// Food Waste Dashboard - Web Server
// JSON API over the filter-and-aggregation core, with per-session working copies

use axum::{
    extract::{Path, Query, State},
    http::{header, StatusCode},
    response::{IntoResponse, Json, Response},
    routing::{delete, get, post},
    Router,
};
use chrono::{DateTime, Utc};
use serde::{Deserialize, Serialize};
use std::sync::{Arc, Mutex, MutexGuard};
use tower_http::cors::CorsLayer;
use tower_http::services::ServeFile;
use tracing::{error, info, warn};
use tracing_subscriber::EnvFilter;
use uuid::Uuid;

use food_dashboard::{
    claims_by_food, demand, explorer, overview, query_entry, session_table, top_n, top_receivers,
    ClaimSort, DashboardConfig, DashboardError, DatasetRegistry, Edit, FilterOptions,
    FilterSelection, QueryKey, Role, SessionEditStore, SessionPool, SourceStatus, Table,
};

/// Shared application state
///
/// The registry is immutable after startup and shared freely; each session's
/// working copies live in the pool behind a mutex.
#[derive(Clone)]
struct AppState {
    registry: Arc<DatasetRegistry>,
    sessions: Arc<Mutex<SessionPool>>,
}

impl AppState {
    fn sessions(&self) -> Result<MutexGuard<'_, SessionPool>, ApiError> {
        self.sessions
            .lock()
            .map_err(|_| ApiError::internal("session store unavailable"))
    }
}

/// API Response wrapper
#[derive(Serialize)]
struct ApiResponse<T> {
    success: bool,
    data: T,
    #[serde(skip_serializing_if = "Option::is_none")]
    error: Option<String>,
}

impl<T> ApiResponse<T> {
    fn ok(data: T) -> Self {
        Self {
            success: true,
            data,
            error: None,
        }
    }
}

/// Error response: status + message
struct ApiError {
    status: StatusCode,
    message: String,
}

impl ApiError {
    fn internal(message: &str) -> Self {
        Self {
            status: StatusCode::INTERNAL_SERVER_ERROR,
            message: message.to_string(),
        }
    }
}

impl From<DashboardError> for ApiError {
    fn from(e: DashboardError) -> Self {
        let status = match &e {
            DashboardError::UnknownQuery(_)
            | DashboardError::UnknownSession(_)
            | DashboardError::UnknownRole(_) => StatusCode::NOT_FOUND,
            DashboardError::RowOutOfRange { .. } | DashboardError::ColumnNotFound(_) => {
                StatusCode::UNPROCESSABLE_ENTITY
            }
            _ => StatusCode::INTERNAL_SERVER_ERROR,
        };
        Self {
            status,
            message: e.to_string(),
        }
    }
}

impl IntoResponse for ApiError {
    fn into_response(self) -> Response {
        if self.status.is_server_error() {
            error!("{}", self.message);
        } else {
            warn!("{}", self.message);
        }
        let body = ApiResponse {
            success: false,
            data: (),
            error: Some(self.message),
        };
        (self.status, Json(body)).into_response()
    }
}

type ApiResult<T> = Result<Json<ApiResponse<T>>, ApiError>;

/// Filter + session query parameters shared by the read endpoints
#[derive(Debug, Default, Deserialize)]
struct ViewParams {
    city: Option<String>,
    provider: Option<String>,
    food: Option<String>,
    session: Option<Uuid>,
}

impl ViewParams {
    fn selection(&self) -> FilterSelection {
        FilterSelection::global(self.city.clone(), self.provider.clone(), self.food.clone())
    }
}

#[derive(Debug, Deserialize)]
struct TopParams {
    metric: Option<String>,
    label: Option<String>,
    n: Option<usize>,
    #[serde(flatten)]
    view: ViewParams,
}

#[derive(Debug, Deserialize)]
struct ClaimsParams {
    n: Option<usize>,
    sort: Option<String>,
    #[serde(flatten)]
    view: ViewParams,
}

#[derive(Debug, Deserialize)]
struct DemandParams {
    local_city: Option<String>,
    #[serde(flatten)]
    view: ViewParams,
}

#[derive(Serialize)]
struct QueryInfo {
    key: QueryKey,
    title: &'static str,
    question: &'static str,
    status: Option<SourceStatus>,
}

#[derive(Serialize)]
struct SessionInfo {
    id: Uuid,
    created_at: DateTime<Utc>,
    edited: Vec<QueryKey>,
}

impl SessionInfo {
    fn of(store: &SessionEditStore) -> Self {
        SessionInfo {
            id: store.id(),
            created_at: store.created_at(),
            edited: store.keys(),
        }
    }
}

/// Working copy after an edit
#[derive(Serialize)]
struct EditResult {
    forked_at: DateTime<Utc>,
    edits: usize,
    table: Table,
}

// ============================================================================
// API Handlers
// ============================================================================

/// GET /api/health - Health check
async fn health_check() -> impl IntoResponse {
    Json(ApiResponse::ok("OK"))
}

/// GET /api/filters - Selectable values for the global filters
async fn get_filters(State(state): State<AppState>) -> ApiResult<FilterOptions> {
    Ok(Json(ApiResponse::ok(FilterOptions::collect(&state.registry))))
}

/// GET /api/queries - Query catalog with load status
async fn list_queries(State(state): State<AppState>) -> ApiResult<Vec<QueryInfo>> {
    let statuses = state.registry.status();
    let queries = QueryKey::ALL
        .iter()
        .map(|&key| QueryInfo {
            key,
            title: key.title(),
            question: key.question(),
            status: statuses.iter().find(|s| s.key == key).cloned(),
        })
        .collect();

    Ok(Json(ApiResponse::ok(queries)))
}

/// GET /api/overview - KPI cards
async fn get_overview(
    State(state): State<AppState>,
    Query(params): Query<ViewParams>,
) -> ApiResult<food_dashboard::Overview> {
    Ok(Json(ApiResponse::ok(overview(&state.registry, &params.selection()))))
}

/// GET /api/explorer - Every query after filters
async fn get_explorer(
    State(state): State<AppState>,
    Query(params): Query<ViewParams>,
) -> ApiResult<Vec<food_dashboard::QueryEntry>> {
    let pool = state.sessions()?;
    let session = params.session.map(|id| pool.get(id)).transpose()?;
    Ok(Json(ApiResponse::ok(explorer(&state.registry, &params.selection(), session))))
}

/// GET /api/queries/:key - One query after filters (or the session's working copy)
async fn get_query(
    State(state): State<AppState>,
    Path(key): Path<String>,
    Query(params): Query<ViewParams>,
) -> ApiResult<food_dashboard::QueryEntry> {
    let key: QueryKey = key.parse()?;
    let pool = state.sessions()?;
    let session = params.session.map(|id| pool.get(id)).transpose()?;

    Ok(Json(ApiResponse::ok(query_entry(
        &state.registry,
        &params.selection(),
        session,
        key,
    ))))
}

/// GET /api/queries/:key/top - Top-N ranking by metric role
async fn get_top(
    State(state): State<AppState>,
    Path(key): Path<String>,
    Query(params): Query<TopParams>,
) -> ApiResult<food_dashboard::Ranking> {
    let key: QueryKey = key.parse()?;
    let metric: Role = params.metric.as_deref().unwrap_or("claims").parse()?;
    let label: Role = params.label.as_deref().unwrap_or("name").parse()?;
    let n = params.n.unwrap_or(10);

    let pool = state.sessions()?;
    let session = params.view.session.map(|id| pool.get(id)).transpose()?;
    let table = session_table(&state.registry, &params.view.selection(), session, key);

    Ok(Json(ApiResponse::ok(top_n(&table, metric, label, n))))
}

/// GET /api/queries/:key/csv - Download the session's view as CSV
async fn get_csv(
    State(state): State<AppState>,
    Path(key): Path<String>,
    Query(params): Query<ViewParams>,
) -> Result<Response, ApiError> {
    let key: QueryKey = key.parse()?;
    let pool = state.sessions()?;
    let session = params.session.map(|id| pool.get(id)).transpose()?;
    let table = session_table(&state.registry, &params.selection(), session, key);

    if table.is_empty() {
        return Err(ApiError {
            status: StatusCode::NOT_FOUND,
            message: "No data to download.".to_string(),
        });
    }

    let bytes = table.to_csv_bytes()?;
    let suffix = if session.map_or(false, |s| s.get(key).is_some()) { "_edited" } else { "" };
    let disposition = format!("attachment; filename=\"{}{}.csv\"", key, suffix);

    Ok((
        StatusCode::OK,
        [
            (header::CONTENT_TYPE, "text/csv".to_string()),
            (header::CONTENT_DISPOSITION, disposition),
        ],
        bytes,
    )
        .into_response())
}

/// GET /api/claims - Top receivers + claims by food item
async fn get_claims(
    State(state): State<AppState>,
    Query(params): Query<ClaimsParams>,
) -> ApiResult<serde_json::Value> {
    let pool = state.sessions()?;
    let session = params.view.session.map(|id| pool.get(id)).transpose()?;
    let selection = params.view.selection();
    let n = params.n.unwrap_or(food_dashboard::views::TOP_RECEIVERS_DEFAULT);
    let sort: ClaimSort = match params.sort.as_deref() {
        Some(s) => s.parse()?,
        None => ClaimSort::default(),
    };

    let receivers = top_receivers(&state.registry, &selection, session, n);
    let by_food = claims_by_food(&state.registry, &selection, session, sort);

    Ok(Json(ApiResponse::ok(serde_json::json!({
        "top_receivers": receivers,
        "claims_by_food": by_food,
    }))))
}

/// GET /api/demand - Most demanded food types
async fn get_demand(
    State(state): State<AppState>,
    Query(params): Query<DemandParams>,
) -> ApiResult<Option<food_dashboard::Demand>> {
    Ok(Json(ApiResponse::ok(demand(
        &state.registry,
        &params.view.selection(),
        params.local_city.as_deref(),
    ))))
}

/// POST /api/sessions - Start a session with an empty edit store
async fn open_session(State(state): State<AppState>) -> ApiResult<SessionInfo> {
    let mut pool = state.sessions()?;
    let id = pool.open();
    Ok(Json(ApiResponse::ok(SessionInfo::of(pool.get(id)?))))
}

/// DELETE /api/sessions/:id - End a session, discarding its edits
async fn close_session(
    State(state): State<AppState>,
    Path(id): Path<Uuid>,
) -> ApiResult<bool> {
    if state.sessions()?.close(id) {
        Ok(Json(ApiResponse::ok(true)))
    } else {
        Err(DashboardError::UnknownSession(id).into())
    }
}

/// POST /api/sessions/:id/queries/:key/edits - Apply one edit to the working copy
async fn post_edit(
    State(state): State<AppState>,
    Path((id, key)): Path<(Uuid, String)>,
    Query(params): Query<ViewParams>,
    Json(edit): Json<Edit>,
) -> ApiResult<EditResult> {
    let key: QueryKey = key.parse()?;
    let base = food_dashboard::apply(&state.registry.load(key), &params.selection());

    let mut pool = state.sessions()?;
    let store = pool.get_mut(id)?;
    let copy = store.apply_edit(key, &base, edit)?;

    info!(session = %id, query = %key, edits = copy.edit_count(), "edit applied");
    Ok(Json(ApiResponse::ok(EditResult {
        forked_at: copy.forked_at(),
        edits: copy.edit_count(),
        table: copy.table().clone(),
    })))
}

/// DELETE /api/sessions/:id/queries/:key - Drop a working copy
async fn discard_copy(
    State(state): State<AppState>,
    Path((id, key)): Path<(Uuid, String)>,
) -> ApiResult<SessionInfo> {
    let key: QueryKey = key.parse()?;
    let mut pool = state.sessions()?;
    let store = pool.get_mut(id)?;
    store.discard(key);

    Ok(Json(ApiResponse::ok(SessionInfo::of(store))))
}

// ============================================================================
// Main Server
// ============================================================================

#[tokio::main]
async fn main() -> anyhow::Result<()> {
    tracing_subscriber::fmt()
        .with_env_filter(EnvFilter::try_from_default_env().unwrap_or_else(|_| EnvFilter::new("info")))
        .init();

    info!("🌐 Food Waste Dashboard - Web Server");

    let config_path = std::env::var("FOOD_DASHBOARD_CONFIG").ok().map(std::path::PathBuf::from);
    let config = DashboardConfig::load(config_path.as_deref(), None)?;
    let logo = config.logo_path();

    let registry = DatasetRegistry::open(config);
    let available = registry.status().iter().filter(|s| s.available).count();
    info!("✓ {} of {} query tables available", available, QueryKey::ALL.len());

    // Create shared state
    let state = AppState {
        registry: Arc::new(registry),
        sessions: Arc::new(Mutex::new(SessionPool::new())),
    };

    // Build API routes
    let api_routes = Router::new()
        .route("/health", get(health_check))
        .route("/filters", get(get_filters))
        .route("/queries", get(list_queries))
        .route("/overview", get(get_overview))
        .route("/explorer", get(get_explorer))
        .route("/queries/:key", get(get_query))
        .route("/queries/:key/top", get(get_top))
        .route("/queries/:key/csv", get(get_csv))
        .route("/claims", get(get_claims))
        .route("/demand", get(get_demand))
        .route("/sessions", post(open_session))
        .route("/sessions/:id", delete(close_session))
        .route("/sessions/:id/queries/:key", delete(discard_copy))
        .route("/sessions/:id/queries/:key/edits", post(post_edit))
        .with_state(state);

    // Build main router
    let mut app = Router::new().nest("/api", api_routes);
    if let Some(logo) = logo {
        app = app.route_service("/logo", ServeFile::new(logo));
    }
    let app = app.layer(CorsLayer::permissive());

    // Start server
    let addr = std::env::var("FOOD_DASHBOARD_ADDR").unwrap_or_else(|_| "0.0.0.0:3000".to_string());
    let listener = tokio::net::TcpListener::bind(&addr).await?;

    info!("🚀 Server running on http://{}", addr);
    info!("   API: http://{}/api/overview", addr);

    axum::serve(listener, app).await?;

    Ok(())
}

- **What to do**
Filter on the word "axum": copy each matching line from the entries above.

- **Response**
use axum::{
    axum::serve(listener, app).await?;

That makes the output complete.